Sono fratello e sorella Betty e Bobby, i due protagonisti spogli non degli abiti – che le mani dello scenografo Alessandro Vannucci hanno deciso di spargere per il palcoscenico e in platea – spogli delle loro piccole umane restrizioni, fantasie di autore su testo e vagheggiata realtà da palcoscenico; certo una drammaturgia dilettante quella che disegna le loro inaspettate verità rispetto a quelle della cronaca quotidiana sul giornale che ogni mattina si tiene sotto agli occhi, ma sicuramente figlia di una priorità, l’urgenza per due fratelli di confessare e avvilupparsi intorno al proprio lato oscuro, giustificandolo per il fatto stesso di averlo presentato. I due necessitano del disvelamento del proprio dolore facendone materia plasmabile e redimibile per un vivere più accondiscendente e felice verso i propri desideri. Bobby ha raggiunto la sorella per aiutarla nel traslocare i ricordi a casa sua però con lei vorrebbe soltanto addormentarsi in una scatola svuotata di qualunque affanno.
La donna cambia spesso paia di scarpe e preferisce calpestare con le piante dei piedi le pagine di un libro di anatomia confuse sul pavimento del Teatro Argot Studio, la scenografia le fa credere piastrelle illustrate di un rifugio preso in affitto per accamparci i sensi di colpa.
A piedi nudi calpesta un’esistenza che ha sistemato al fianco del marito, partorendo qualche figlio per cui si guarda bene di mostrare il senso materno di appartenenza; alla quotidianità è più facile riservare meno premure e pestarla da scalzi come l’abbiamo abituata a conoscerci. Al punto che l’attrice infila le scarpe quando usa una gestualità vezzosa, convulsa e arrendevole e una voce intermittente e calibrata sulle frequenze dell’incertezza. Viene spontaneo pensare il suo personaggio accanto a molti altri compagni, per emozione e novità dell’emozione, nel momento in cui nega le avventure che lei stessa ha deciso.

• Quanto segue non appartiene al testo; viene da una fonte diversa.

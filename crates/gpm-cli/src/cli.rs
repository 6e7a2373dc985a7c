//! CLI argument parsing using clap derive

use std::path::PathBuf;

use clap::{Parser, Subcommand, ValueEnum};
use gpm_core::Direction;

/// Git Privacy Manager - Keep an encrypted mirror of a working tree
#[derive(Parser, Debug)]
#[command(name = "gpm")]
#[command(author, version, about, long_about = None)]
pub struct Cli {
    /// Working tree root (defaults to the nearest directory holding .gpm/)
    #[arg(short, long, global = true)]
    pub directory: Option<PathBuf>,

    /// Directory for encrypted data (defaults to .gpm/data)
    #[arg(short, long, global = true)]
    pub output: Option<PathBuf>,

    /// Passphrase for the native adapter or symmetric gpg
    #[arg(short, long, global = true, env = "GPM_PASSPHRASE", hide_env_values = true)]
    pub passphrase: Option<String>,

    /// Enable verbose output
    #[arg(short, long, global = true)]
    pub verbose: bool,

    /// The command to run
    #[command(subcommand)]
    pub command: Option<Commands>,
}

/// Available commands
#[derive(Subcommand, Debug, Clone, PartialEq, Eq)]
pub enum Commands {
    /// Initialize a working tree for encryption
    ///
    /// Creates .gpm/ with a default config.toml and a .gitignore that keeps
    /// local state out of version control.
    ///
    /// Examples:
    ///   gpm init                  # Native adapter
    ///   gpm init --adapter gpg    # Shell out to GnuPG
    Init {
        /// Encryption adapter
        #[arg(long, default_value = "native")]
        adapter: String,
    },

    /// Encrypt new and changed files into the data directory
    Encrypt {
        /// Preview changes without applying them
        #[arg(long)]
        dry_run: bool,

        /// Worker threads
        #[arg(short, long)]
        jobs: Option<usize>,
    },

    /// Decrypt blobs whose plaintext is missing or out of date
    Decrypt {
        /// Preview changes without applying them
        #[arg(long)]
        dry_run: bool,

        /// Worker threads
        #[arg(short, long)]
        jobs: Option<usize>,
    },

    /// Show what a run would do
    Status {
        /// Direction to plan for
        #[arg(long, value_enum, default_value_t = DirectionArg::Encrypt)]
        direction: DirectionArg,

        /// Output as JSON for scripting
        #[arg(long)]
        json: bool,
    },

    /// Delete blobs no manifest entry references
    Gc {
        /// List orphans without deleting them
        #[arg(long)]
        dry_run: bool,
    },
}

#[derive(Debug, Clone, Copy, PartialEq, Eq, ValueEnum)]
pub enum DirectionArg {
    Encrypt,
    Decrypt,
}

impl From<DirectionArg> for Direction {
    fn from(arg: DirectionArg) -> Self {
        match arg {
            DirectionArg::Encrypt => Direction::Encrypt,
            DirectionArg::Decrypt => Direction::Decrypt,
        }
    }
}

Il fratello dal canto suo risente di un passato impiegato ad arginare l’ombra di lei, è un filo che le stringe la giugulare nei modi irruenti che ha di obbligarla alla maturazione e alla rivelazione della sua scomposta indipendenza sessuale, ma rappresenta pure l’unico gomitolo a cui tenersi per dimensionare una condotta irrisolta, così distante dalla morale che l’uomo scambierebbe con il pane. E quanto è dolce assisterlo mentre ignora il prezzo del voler conoscere ostinatamente.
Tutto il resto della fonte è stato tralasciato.